К XV в. печать наборным шрифтом применялась уже более 200 лет, хотя и не в Европе. Китай уже давно освоил разнообразные способы массового тиражирования текстов: во времена династии Хань (II в.) для распространения конфуцианства как государственной идеологии «Аналекты» Конфуция и «Пять классических творений» вырезались на каменных цилиндрах, с которых отпечатывались целые тексты или их отдельные части[269]. К IX в. копии стали отпечатывались с гравюры, вырезанной на деревянном блоке: такой способ прекрасно подходил для детальной передачи китайской каллиграфии. Древнейшей известной ксилографической книгой, напечатанной в 868 г. по западному летоисчислению, является буддийская «Алмазная сутра» из Дуньхуана в Западном Китае, которую, согласно имеющемуся в ней посвящению, «в память о своих родителях благоговейно изготовил Ван Цзе для повсеместного бесплатного распространения»[270].

Печать подвижными литерами появилась только в XI в. В Китае это был век выдающихся изобретений, когда среди прочих чудес был создан первый в мире магнитный компас, а из бумаги (использовавшейся для письма с III в., на ней и была отпечатана «Алмазная сутра») стали изготавливать деньги. Те, кто занимался массовым производством письменных текстов, – с того времени их можно по праву называть книгопечатниками – начали экспериментировать с различными материалами для изготовления и тиражирования изображений-идеограмм – керамикой, глиной, пастой, деревом, оловом и бронзой, но вскоре пришли к выводу, что деревянные блоки лучше всего подходят для производства тысяч символов, необходимых для каждого текста[271].

Идея использования подвижных литер продолжала распространяться и попутно изменялась и совершенствовалась. К 1230-м годам она стала известна в Корее, где использовалась ханча – система письма, основанная на китайских иероглифах и приспособленная к потребностям корейского языка. В 1377 г. в Храме Хындокса «Чикчи», антология буддийских учений, была напечатана с помощью подвижных литер, некоторые из них сохранились. В 1403 г. император Тхэджон (1367–1422), укреплявший абсолютистскую власть, повелел напечатать законы страны, используя медные пластины, в виде символа их постоянства[272].

Однако именно алфавитная письменность Западной Европы обусловила расцвет книгопечатания. Западный печатный станок был создан из нескольких элементов, каждый из которых по отдельности не был новшеством или не представлялся чем-то необычным. Мастера золотых и серебряных дел долгое время применяли пуансон – инструмент для изготовления оттисков на металле. В книгопечатании пуансон стал использоваться для получения оттиска необходимой формы (в данном случае – в виде буквы алфавита) на мягком металле, в результате чего получалась матрица; ее затем помещали в литейную форму, в которую заливали расплавленный металл, после охлаждения принимавший форму буквы; этот процесс можно было повторять до бесконечности, что позволяло получать неограниченное количество точных реплик каждой буквы алфавита.

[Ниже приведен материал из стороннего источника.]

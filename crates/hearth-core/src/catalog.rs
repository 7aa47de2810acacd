//! # Catalog and Filter/Sort Pipeline
//!
//! The catalog is the fixed, read-only collection of products available to
//! browse, loaded once at session start. Browsing runs a pure pipeline:
//!
//! ```text
//! ┌─────────────────────────────────────────────────────────────────────┐
//! │                     Browse Pipeline                                 │
//! │                                                                     │
//! │  Catalog ──► matches_filters() ──► stable sort ──► display order    │
//! │  (fixed)     AND across facets     by SortKey                       │
//! │              OR within a facet                                      │
//! │                                                                     │
//! │  Recomputed from scratch on every criteria change; deterministic    │
//! │  for identical inputs, so callers are free to memoize.              │
//! └─────────────────────────────────────────────────────────────────────┘
//! ```

use crate::money::Money;
use crate::types::{CategorySummary, Dimensions, FilterOptions, Product, SortKey};

// =============================================================================
// Catalog
// =============================================================================

/// The fixed collection of all products available to browse.
#[derive(Debug, Clone, Default)]
pub struct Catalog {
    products: Vec<Product>,
}

impl Catalog {
    /// Creates a catalog from a product list.
    pub fn new(products: Vec<Product>) -> Self {
        Catalog { products }
    }

    /// Returns all products in catalog order.
    pub fn products(&self) -> &[Product] {
        &self.products
    }

    /// Looks up a product by id.
    pub fn get(&self, product_id: &str) -> Option<&Product> {
        self.products.iter().find(|p| p.id == product_id)
    }

    /// Returns the number of products in the catalog.
    pub fn len(&self) -> usize {
        self.products.len()
    }

    /// Checks if the catalog is empty.
    pub fn is_empty(&self) -> bool {
        self.products.is_empty()
    }

    /// Runs the filter/sort pipeline and returns the display-ordered list.
    ///
    /// Pure: the catalog itself is never reordered or mutated. Applying
    /// the same criteria twice yields the same result.
    pub fn browse(&self, filters: &FilterOptions, sort: SortKey) -> Vec<Product> {
        let mut results: Vec<Product> = self
            .products
            .iter()
            .filter(|p| matches_filters(p, filters))
            .cloned()
            .collect();

        sort_products(&mut results, sort);
        results
    }
}

// =============================================================================
// Filtering
// =============================================================================

/// Checks a single product against the filter criteria.
///
/// ## Rules
/// 1. `category` set and non-empty: exact match required
/// 2. `price_range`: *base* price within `[min, max]` inclusive (the sale
///    price is deliberately not consulted)
/// 3. `colors`: any overlap between product and selected colors
/// 4. `materials`: any overlap between product and selected materials
/// 5. `styles`: the product's style (absent treated as `""`) must be
///    selected
///
/// Unset or empty criteria pass everything through.
pub fn matches_filters(product: &Product, filters: &FilterOptions) -> bool {
    if let Some(category) = &filters.category {
        if !category.is_empty() && product.category != *category {
            return false;
        }
    }

    if let Some((min, max)) = filters.price_range {
        if product.price < min || product.price > max {
            return false;
        }
    }

    if !filters.colors.is_empty()
        && !product.colors.iter().any(|c| filters.colors.contains(c))
    {
        return false;
    }

    if !filters.materials.is_empty()
        && !product
            .materials
            .iter()
            .any(|m| filters.materials.contains(m))
    {
        return false;
    }

    if !filters.styles.is_empty() {
        let style = product.style.as_deref().unwrap_or("");
        if !filters.styles.iter().any(|s| s == style) {
            return false;
        }
    }

    true
}

// =============================================================================
// Sorting
// =============================================================================

/// Sorts products in place for display.
///
/// Every branch uses a stable sort, so products that compare equal keep
/// their relative catalog order. The flag sorts (`Featured`, `New`) rely
/// on this: flagged products move to the front, everything else stays in
/// catalog order behind them.
pub fn sort_products(products: &mut [Product], sort: SortKey) {
    match sort {
        SortKey::PriceLow => products.sort_by_key(Product::effective_price),
        SortKey::PriceHigh => {
            products.sort_by(|a, b| b.effective_price().cmp(&a.effective_price()))
        }
        SortKey::Rating => products.sort_by(|a, b| b.rating.total_cmp(&a.rating)),
        SortKey::New => products.sort_by_key(|p| !p.is_new),
        SortKey::Featured => products.sort_by_key(|p| !p.is_featured),
    }
}
//! # Cart
//!
//! The shopping cart collection and its totals.
//!
//! ## Cart Operations Flow
//! ```text
//! ┌─────────────────────────────────────────────────────────────────────┐
//! │                      Cart Operations                                │
//! │                                                                     │
//! │  Shopper Action           Store Action            Cart Change       │
//! │  ──────────────           ────────────            ───────────       │
//! │                                                                     │
//! │  Click "Add to Cart" ───► add_item() ───────────► merge or append   │
//! │                                                                     │
//! │  Change Quantity ───────► update_quantity() ────► set or remove     │
//! │                                                                     │
//! │  Click Remove ──────────► remove_item() ────────► delete entry      │
//! │                                                                     │
//! │  Order Placed ──────────► clear() ──────────────► empty cart        │
//! │                                                                     │
//! └─────────────────────────────────────────────────────────────────────┘
//! ```
//!
//! Every operation is total: absent ids and non-positive quantities are
//! defined behavior (no-op or removal), never an error.

use serde::{Deserialize, Serialize};
use ts_rs::TS;

use crate::money::Money;
use crate::types::Product;

// =============================================================================
// Cart Item
// =============================================================================

/// An item in the shopping cart: a full product snapshot plus a quantity.
///
/// The product data is flattened into the serialized form, so a persisted
/// entry looks like a product record with a `quantity` field, and pricing
/// stays consistent even if the catalog entry changes later.
#[derive(Debug, Clone, PartialEq, Serialize, Deserialize, TS)]
#[ts(export)]
pub struct CartItem {
    #[serde(flatten)]
    pub product: Product,

    /// Units of this product in the cart. Always >= 1 while stored; a
    /// quantity of zero is represented by the entry not existing.
    pub quantity: i64,
}

impl CartItem {
    /// Creates a cart item from a product and quantity.
    pub fn new(product: Product, quantity: i64) -> Self {
        CartItem { product, quantity }
    }

    /// Unit price the shopper pays (sale price when set).
    #[inline]
    pub fn unit_price(&self) -> Money {
        self.product.effective_price()
    }

    /// Line total: unit price × quantity.
    pub fn line_total(&self) -> Money {
        self.unit_price().multiply_quantity(self.quantity)
    }
}

// =============================================================================
// Cart
// =============================================================================

/// The shopping cart.
///
/// ## Invariants
/// - Entries are unique by product id (adding the same product merges
///   quantities)
/// - Every stored quantity is >= 1 (removal is the only representation
///   of zero)
#[derive(Debug, Clone, Default, PartialEq, Serialize, Deserialize, TS)]
#[ts(export)]
pub struct Cart {
    /// Items in the cart, in insertion order.
    pub items: Vec<CartItem>,
}

impl Cart {
    /// Creates a new empty cart.
    pub fn new() -> Self {
        Cart { items: Vec::new() }
    }

    /// Restores a cart from a persisted items snapshot.
    pub fn from_items(items: Vec<CartItem>) -> Self {
        Cart { items }
    }

    /// Adds an item to the cart.
    ///
    /// ## Behavior
    /// - Entry with the same id exists: its quantity increases by the
    ///   incoming quantity (merge-add, not overwrite)
    /// - Otherwise: the item is appended
    /// - Incoming quantity <= 0: no-op (a zero-quantity entry must never
    ///   exist)
    ///
    /// There is no upper bound on quantity.
    pub fn add_item(&mut self, item: CartItem) {
        if item.quantity <= 0 {
            return;
        }

        if let Some(existing) = self
            .items
            .iter_mut()
            .find(|i| i.product.id == item.product.id)
        {
            existing.quantity += item.quantity;
            return;
        }

        self.items.push(item);
    }

    /// Removes the entry with the given product id. No-op if absent.
    pub fn remove_item(&mut self, product_id: &str) {
        self.items.retain(|i| i.product.id != product_id);
    }

    /// Sets an entry's quantity to an absolute value.
    ///
    /// ## Behavior
    /// - `quantity <= 0`: equivalent to [`Cart::remove_item`]
    /// - Id present: quantity is replaced (absolute set, not a delta)
    /// - Id absent: no-op (never creates an entry)
    pub fn update_quantity(&mut self, product_id: &str, quantity: i64) {
        if quantity <= 0 {
            self.remove_item(product_id);
            return;
        }

        if let Some(item) = self.items.iter_mut().find(|i| i.product.id == product_id) {
            item.quantity = quantity;
        }
    }

    /// Clears all items from the cart.
    pub fn clear(&mut self) {
        self.items.clear();
    }

    /// Returns the number of distinct entries in the cart.
    pub fn item_count(&self) -> usize {
        self.items.len()
    }

    /// Returns the total quantity across all entries.
    ///
    /// Two units of one product count as 2, not 1.
    pub fn total_items(&self) -> i64 {
        self.items.iter().map(|i| i.quantity).sum()
    }

    /// Returns the sum of effective price × quantity over all entries.
    pub fn total_price(&self) -> Money {
        self.items.iter().map(|i| i.line_total()).sum()
    }

    /// Checks if the cart is empty.
    pub fn is_empty(&self) -> bool {
        self.items.is_empty()
    }

    /// Looks up an entry by product id.
    pub fn get(&self, product_id: &str) -> Option<&CartItem> {
        self.items.iter().find(|i| i.product.id == product_id)
    }
}

// =============================================================================
// Unit Tests
// =============================================================================

#[cfg(test)]
mod tests {
    use super::*;

    fn test_product(id: &str, price_cents: i64, sale_cents: Option<i64>) -> Product {
        Product {
            id: id.to_string(),
            name: format!("Product {}", id),
            price: Money::from_cents(price_cents),
            sale_price: sale_cents.map(Money::from_cents),
            images: vec![format!("/assets/products/{}.jpg", id)],
            category: "Decor".to_string(),
            subcategory: None,
            description: String::new(),
            materials: Vec::new(),
            dimensions: None,
            care_instructions: None,
            rating: 4.0,
            review_count: 10,
            in_stock: true,
            colors: Vec::new(),
            style: None,
            is_featured: false,
            is_new: false,
            is_trending: false,
        }
    }

    fn item(id: &str, price_cents: i64, sale_cents: Option<i64>, qty: i64) -> CartItem {
        CartItem::new(test_product(id, price_cents, sale_cents), qty)
    }

    #[test]
    fn test_add_distinct_ids() {
        let mut cart = Cart::new();
        cart.add_item(item("1", 999, None, 2));
        cart.add_item(item("2", 500, None, 1));
        cart.add_item(item("3", 250, None, 4));

        assert_eq!(cart.item_count(), 3);
        assert_eq!(cart.total_items(), 7);
    }

    #[test]
    fn test_add_same_id_merges_quantity() {
        let mut cart = Cart::new();
        cart.add_item(item("1", 999, None, 2));
        cart.add_item(item("1", 999, None, 3));

        assert_eq!(cart.item_count(), 1);
        assert_eq!(cart.get("1").unwrap().quantity, 5);
    }

    #[test]
    fn test_add_non_positive_quantity_is_noop() {
        let mut cart = Cart::new();
        cart.add_item(item("1", 999, None, 0));
        cart.add_item(item("2", 999, None, -3));

        assert!(cart.is_empty());
    }

    #[test]
    fn test_update_quantity_sets_absolute_value() {
        let mut cart = Cart::new();
        cart.add_item(item("1", 999, None, 2));

        cart.update_quantity("1", 7);
        assert_eq!(cart.get("1").unwrap().quantity, 7);
    }

    #[test]
    fn test_update_quantity_zero_removes_entry() {
        let mut cart = Cart::new();
        cart.add_item(item("1", 999, None, 2));
        cart.add_item(item("2", 500, None, 1));

        cart.update_quantity("1", 0);

        assert!(cart.get("1").is_none());
        assert_eq!(cart.total_items(), 1);
    }

    #[test]
    fn test_update_quantity_absent_id_is_noop() {
        let mut cart = Cart::new();
        cart.add_item(item("1", 999, None, 2));

        cart.update_quantity("missing", 5);

        assert_eq!(cart.item_count(), 1);
        assert!(cart.get("missing").is_none());
    }

    #[test]
    fn test_remove_absent_id_is_noop() {
        let mut cart = Cart::new();
        cart.add_item(item("1", 999, None, 2));

        cart.remove_item("missing");

        assert_eq!(cart.item_count(), 1);
    }

    #[test]
    fn test_total_price_uses_effective_price() {
        // [{price 100.00, sale 80.00, qty 2}, {price 50.00, qty 1}]
        // => 80 * 2 + 50 * 1 = 210.00
        let mut cart = Cart::new();
        cart.add_item(item("1", 10_000, Some(8_000), 2));
        cart.add_item(item("2", 5_000, None, 1));

        assert_eq!(cart.total_price(), Money::from_cents(21_000));
    }

    #[test]
    fn test_clear() {
        let mut cart = Cart::new();
        cart.add_item(item("1", 999, None, 2));
        assert!(!cart.is_empty());

        cart.clear();

        assert!(cart.is_empty());
        assert_eq!(cart.total_price(), Money::zero());
    }

    #[test]
    fn test_items_snapshot_round_trip() {
        let mut cart = Cart::new();
        cart.add_item(item("1", 129_900, Some(99_900), 2));
        cart.add_item(item("2", 39_900, None, 1));

        let json = serde_json::to_string(&cart.items).unwrap();
        let restored = Cart::from_items(serde_json::from_str(&json).unwrap());

        assert_eq!(restored.items, cart.items);
        assert_eq!(restored.total_price(), cart.total_price());
    }
}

Из этих металлических букв набирались ряды слов, затем ряды закреплялись в железной рамке, определявшей размер и формат страницы и называемой «набором». Набранный текст покрывался чернилами, а лист бумаги накладывался на него для получения отпечатка. Печатный станок, представлявший собой модификацию более старого изобретения – винного пресса, позволил механизировать этот процесс. Появление типографских прессов отменило необходимость прокатывать вручную каждый лист по окрашенному набору, что ускорило процесс печати и обеспечило большее единообразие отпечатков. Впоследствии набор мог быть сохранен для повторной печати изданий той же книги или разобран, а литеры возвращены в наборную кассу и использованы затем для других книг (подробнее о наборных кассах см. главу 8).